Data items
*** Begin section ***

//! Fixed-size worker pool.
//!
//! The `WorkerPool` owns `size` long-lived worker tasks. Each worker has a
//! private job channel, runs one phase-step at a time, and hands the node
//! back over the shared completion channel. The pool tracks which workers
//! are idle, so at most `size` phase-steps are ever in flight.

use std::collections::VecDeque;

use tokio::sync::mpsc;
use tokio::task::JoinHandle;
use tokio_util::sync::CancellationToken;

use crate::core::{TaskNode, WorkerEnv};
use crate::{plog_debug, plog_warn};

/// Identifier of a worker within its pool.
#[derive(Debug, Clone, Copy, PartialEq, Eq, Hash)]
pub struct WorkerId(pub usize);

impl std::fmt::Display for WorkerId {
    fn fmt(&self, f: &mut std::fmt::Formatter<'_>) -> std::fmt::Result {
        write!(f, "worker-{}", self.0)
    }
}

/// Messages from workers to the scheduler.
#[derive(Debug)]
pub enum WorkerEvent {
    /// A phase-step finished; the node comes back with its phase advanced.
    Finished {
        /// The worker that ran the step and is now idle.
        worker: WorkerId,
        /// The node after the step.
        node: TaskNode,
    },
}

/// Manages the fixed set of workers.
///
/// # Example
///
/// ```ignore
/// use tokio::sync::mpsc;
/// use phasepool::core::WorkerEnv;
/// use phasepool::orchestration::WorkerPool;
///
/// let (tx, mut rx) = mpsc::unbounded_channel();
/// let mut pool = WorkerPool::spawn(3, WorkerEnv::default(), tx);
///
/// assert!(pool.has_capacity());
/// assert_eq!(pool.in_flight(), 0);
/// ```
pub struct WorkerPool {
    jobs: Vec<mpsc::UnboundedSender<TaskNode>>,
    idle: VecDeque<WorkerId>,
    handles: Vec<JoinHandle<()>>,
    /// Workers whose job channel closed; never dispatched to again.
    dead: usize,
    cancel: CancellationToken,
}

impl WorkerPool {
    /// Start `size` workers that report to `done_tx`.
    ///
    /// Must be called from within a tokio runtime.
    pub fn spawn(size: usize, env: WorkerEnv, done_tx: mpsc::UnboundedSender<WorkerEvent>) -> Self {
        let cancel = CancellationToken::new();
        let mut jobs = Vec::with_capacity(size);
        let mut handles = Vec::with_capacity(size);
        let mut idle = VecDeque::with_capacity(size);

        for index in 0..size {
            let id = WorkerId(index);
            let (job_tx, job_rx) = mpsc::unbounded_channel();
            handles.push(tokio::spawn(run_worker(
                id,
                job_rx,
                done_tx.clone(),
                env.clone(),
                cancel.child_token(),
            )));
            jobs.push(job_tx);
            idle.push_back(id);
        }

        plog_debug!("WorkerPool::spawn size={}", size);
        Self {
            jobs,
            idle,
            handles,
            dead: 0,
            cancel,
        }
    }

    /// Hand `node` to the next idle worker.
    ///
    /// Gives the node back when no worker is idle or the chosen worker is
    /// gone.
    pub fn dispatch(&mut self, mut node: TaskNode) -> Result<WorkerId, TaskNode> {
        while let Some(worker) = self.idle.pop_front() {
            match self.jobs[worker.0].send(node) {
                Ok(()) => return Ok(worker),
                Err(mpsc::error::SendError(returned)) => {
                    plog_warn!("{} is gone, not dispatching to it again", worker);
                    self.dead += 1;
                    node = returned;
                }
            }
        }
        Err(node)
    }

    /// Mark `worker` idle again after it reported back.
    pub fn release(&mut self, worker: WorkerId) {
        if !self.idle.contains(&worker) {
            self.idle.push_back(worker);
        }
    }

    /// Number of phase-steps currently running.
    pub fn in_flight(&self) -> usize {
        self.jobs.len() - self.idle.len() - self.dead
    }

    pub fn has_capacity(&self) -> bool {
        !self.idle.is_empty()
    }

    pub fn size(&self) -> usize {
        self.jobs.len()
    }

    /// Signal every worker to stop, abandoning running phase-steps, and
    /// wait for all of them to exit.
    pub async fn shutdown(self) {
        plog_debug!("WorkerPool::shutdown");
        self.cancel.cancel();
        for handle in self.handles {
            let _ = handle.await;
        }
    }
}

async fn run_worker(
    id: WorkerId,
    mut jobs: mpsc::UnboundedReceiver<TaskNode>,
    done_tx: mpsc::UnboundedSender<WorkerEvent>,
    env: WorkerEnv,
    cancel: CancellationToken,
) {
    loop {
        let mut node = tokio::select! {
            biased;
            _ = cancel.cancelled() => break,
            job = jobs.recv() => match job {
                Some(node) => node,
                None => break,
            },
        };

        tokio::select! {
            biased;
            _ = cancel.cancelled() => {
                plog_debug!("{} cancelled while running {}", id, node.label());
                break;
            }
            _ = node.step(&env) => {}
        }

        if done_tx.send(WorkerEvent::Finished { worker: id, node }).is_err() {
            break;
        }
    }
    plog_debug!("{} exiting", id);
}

*** End section ***

Exercise description:
Word for word, give back all of the records.

Response to this task:
//! Fixed-size worker pool.
//!
//! The `WorkerPool` owns `size` long-lived worker tasks. Each worker has a
//! private job channel, runs one phase-step at a time, and hands the node
//! back over the shared completion channel. The pool tracks which workers
//! are idle, so at most `size` phase-steps are ever in flight.

use std::collections::VecDeque;

use tokio::sync::mpsc;
use tokio::task::JoinHandle;
use tokio_util::sync::CancellationToken;

use crate::core::{TaskNode, WorkerEnv};
use crate::{plog_debug, plog_warn};

/// Identifier of a worker within its pool.
#[derive(Debug, Clone, Copy, PartialEq, Eq, Hash)]
pub struct WorkerId(pub usize);

impl std::fmt::Display for WorkerId {
    fn fmt(&self, f: &mut std::fmt::Formatter<'_>) -> std::fmt::Result {
        write!(f, "worker-{}", self.0)
    }
}

/// Messages from workers to the scheduler.
#[derive(Debug)]
pub enum WorkerEvent {
    /// A phase-step finished; the node comes back with its phase advanced.
    Finished {
        /// The worker that ran the step and is now idle.
        worker: WorkerId,
        /// The node after the step.
        node: TaskNode,
    },
}

/// Manages the fixed set of workers.
///
/// # Example
///
/// ```ignore
/// use tokio::sync::mpsc;
/// use phasepool::core::WorkerEnv;
/// use phasepool::orchestration::WorkerPool;
///
/// let (tx, mut rx) = mpsc::unbounded_channel();
/// let mut pool = WorkerPool::spawn(3, WorkerEnv::default(), tx);
///
/// assert!(pool.has_capacity());
/// assert_eq!(pool.in_flight(), 0);
/// ```
pub struct WorkerPool {
    jobs: Vec<mpsc::UnboundedSender<TaskNode>>,
    idle: VecDeque<WorkerId>,
    handles: Vec<JoinHandle<()>>,
    /// Workers whose job channel closed; never dispatched to again.
    dead: usize,
    cancel: CancellationToken,
}

impl WorkerPool {
    /// Start `size` workers that report to `done_tx`.
    ///
    /// Must be called from within a tokio runtime.
    pub fn spawn(size: usize, env: WorkerEnv, done_tx: mpsc::UnboundedSender<WorkerEvent>) -> Self {
        let cancel = CancellationToken::new();
        let mut jobs = Vec::with_capacity(size);
        let mut handles = Vec::with_capacity(size);
        let mut idle = VecDeque::with_capacity(size);

        for index in 0..size {
            let id = WorkerId(index);
            let (job_tx, job_rx) = mpsc::unbounded_channel();
            handles.push(tokio::spawn(run_worker(
                id,
                job_rx,
                done_tx.clone(),
                env.clone(),
                cancel.child_token(),
            )));
            jobs.push(job_tx);
            idle.push_back(id);
        }

        plog_debug!("WorkerPool::spawn size={}", size);
        Self {
            jobs,
            idle,
            handles,
            dead: 0,
            cancel,
        }
    }

    /// Hand `node` to the next idle worker.
    ///
    /// Gives the node back when no worker is idle or the chosen worker is
    /// gone.
    pub fn dispatch(&mut self, mut node: TaskNode) -> Result<WorkerId, TaskNode> {
        while let Some(worker) = self.idle.pop_front() {
            match self.jobs[worker.0].send(node) {
                Ok(()) => return Ok(worker),
                Err(mpsc::error::SendError(returned)) => {
                    plog_warn!("{} is gone, not dispatching to it again", worker);
                    self.dead += 1;
                    node = returned;
                }
            }
        }
        Err(node)
    }

    /// Mark `worker` idle again after it reported back.
    pub fn release(&mut self, worker: WorkerId) {
        if !self.idle.contains(&worker) {
            self.idle.push_back(worker);
        }
    }

    /// Number of phase-steps currently running.
    pub fn in_flight(&self) -> usize {
        self.jobs.len() - self.idle.len() - self.dead
    }

    pub fn has_capacity(&self) -> bool {
        !self.idle.is_empty()
    }

    pub fn size(&self) -> usize {
        self.jobs.len()
    }

    /// Signal every worker to stop, abandoning running phase-steps, and
    /// wait for all of them to exit.
    pub async fn shutdown(self) {
        plog_debug!("WorkerPool::shutdown");
        self.cancel.cancel();
        for handle in self.handles {
            let _ = handle.await;
        }
    }
}

async fn run_worker(
    id: WorkerId,
    mut jobs: mpsc::UnboundedReceiver<TaskNode>,
    done_tx: mpsc::UnboundedSender<WorkerEvent>,
    env: WorkerEnv,
    cancel: CancellationToken,
) {
    loop {
        let mut node = tokio::select! {
            biased;
            _ = cancel.cancelled() => break,
            job = jobs.recv() => match job {
                Some(node) => node,
                None => break,
            },
        };

        tokio::select! {
            biased;
            _ = cancel.cancelled() => {
                plog_debug!("{} cancelled while running {}", id, node.label());
                break;
            }
            _ = node.step(&env) => {}
        }

        if done_tx.send(WorkerEvent::Finished { worker: id, node }).is_err() {
            break;
        }
    }
    plog_debug!("{} exiting", id);
}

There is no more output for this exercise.